One may credit the authorship of this plan for being somewhat in flux: more versions are circulating, particularly over the security guarantee the United States would extend to Ukraine. That suggests room for adjustment. But also with that caveat, the core contours of the proposal expose a fundamentally colonial dynamic of two powers comfortable with deciding the future of a sovereign country and disposing of goods they do not control while trying to make money out of it.
Limited sovereignty
The draft formally reaffirms Ukraine’s sovereignty, but does little to guarantee it. The plan would require Kyiv to relinquish not only the territories occupied by Russia but also the portion of Donetsk still under Ukrainian control, home to about two hundred thousand people and strategically crucial for the defence of the rest of the country. This would represent not just a territorial and human sacrifice but the loss of lines of fortifications that would undermine Ukraine’s defensive capacity in the medium term.
Ukraine would be required to hold elections within one hundred days. In itself, this point is not necessarily controversial, but the fact that the Russians wanted to put it into the agenda is an indirect attempt to undermine Volodymyr Zelensky, who has remained president beyond his natural term of office by virtue of the martial law in force since the Russian invasion of 2022. The delegitimisation of the Ukrainian president has long been a goal of Moscow’s propaganda, and the timing is more favourable now given the fallout from the corruption scandal involving two ministers, which could lead to the resignation of Chief of Staff Andriy Yermak.
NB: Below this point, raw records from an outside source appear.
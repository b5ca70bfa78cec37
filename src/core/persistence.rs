//! Persistence bridge - saves and restores the cart snapshot across restarts.
//!
//! Carts are serialized to JSON and kept in the key-value storage table under
//! a fixed key, next to the auth token the login flow writes. Persistence is
//! deliberately non-fatal: a failed write is logged and swallowed (the UI must
//! never block on it), and a missing or corrupt snapshot loads as an empty
//! cart rather than an error. Every load runs [`sanitize_carts`], since
//! persisted data may predate schema changes between app versions.

use chrono::Utc;
use sea_orm::{ActiveModelTrait, ConnectionTrait, DatabaseConnection, EntityTrait, Set};
use tracing::{debug, warn};

use crate::entities::{StorageEntry, storage_entry};
use crate::errors::Result;

use super::cart::Cart;

/// Storage key holding the JSON-serialized cart list.
pub const CART_STORAGE_KEY: &str = "user_cart";

/// Storage key holding the bearer token; written by the login flow, read-only
/// here.
pub const AUTH_TOKEN_KEY: &str = "auth-token";

/// Reads a raw value from the key-value storage.
pub async fn get_value(db: &DatabaseConnection, key: &str) -> Result<Option<String>> {
    let entry = StorageEntry::find_by_id(key).one(db).await?;
    Ok(entry.map(|e| e.value))
}

/// Writes a raw value to the key-value storage, inserting or updating as
/// needed. Last writer wins.
pub async fn put_value<C>(db: &C, key: &str, value: String) -> Result<()>
where
    C: ConnectionTrait,
{
    let now = Utc::now().naive_utc();

    let existing = StorageEntry::find_by_id(key).one(db).await?;
    if let Some(entry) = existing {
        let mut active_model: storage_entry::ActiveModel = entry.into();
        active_model.value = Set(value);
        active_model.updated_at = Set(now);
        let _ = active_model.update(db).await?;
    } else {
        let entry = storage_entry::ActiveModel {
            key: Set(key.to_owned()),
            value: Set(value),
            updated_at: Set(now),
        };
        let _ = entry.insert(db).await?;
    }

    Ok(())
}

/// Drops carts missing a store reference, items missing an id, and any cart
/// left empty after item-level cleanup. Idempotent.
#[must_use]
pub fn sanitize_carts(carts: Vec<Cart>) -> Vec<Cart> {
    carts
        .into_iter()
        .filter(|c| !c.store_id.is_empty())
        .map(|mut cart| {
            cart.items.retain(|i| !i.id.is_empty());
            cart
        })
        .filter(|c| !c.is_empty())
        .collect()
}

/// Persists the cart snapshot.
///
/// Failures are logged and swallowed; persistence is best-effort by contract
/// and the in-process store stays authoritative either way.
pub async fn save_cart_to_storage(db: &DatabaseConnection, carts: &[Cart]) {
    if let Err(e) = persist_carts(db, carts).await {
        warn!("Failed to persist cart snapshot, continuing without: {e}");
    }
}

async fn persist_carts(db: &DatabaseConnection, carts: &[Cart]) -> Result<()> {
    let sanitized = sanitize_carts(carts.to_vec());
    let serialized = serde_json::to_string(&sanitized)?;
    put_value(db, CART_STORAGE_KEY, serialized).await
}

/// Restores the cart snapshot.
///
/// A missing key or unreadable snapshot yields an empty list, never an
/// error; the result is always sanitized.
pub async fn load_cart_from_storage(db: &DatabaseConnection) -> Vec<Cart> {
    let raw = match get_value(db, CART_STORAGE_KEY).await {
        Ok(Some(raw)) => raw,
        Ok(None) => {
            debug!("No persisted cart snapshot");
            return Vec::new();
        }
        Err(e) => {
            warn!("Failed to read cart snapshot, starting empty: {e}");
            return Vec::new();
        }
    };

    match serde_json::from_str::<Vec<Cart>>(&raw) {
        Ok(carts) => sanitize_carts(carts),
        Err(e) => {
            warn!("Persisted cart snapshot is unreadable, starting empty: {e}");
            Vec::new()
        }
    }
}

/// Reads the bearer token the login flow stored, if any.
pub async fn load_auth_token(db: &DatabaseConnection) -> Result<Option<String>> {
    get_value(db, AUTH_TOKEN_KEY).await
}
Moreover, holding elections at short notice in a country devastated by nearly four years of indiscriminate bombing could generate instability and offer Moscow space for a disinformation campaign.
The obligation to protect linguistic and religious minorities reflects a legitimate principle. But demanding that Russian be an official language and, above all, that the Russian Orthodox Church – which is headed by the Patriarchate of Moscow – be granted formal status, as one version of the 28-point plan was reported by some sources to read, is not. If indeed these provisos were part of the final deal, Moscow would most likely use them as a pretext to justify pressure, defamatory campaigns and other hostile actions. It should not be forgotten that the 2008 aggression against Georgia was retroactively tied to a non-existent “genocide” of South Ossetians.
In the all-important military dimension, Kyiv would have to enshrine in its Constitution a commitment not to join NATO (as it had done before Russia’s first invasion in 2014). For its part, the Alliance would remove Ukrainian membership from its agenda, despite the solemn, if temporally vague, commitments made as recently as the 2024 summit.
The deployment of NATO troops on Ukrainian territory would also be ruled out. It is unclear whether the ban would apply to the European reassurance force, which would be deployed as a coalition of the willing rather than under NATO auspices. But it is beyond doubt that Russia will insist there is no difference between NATO troops and troops from NATO member states.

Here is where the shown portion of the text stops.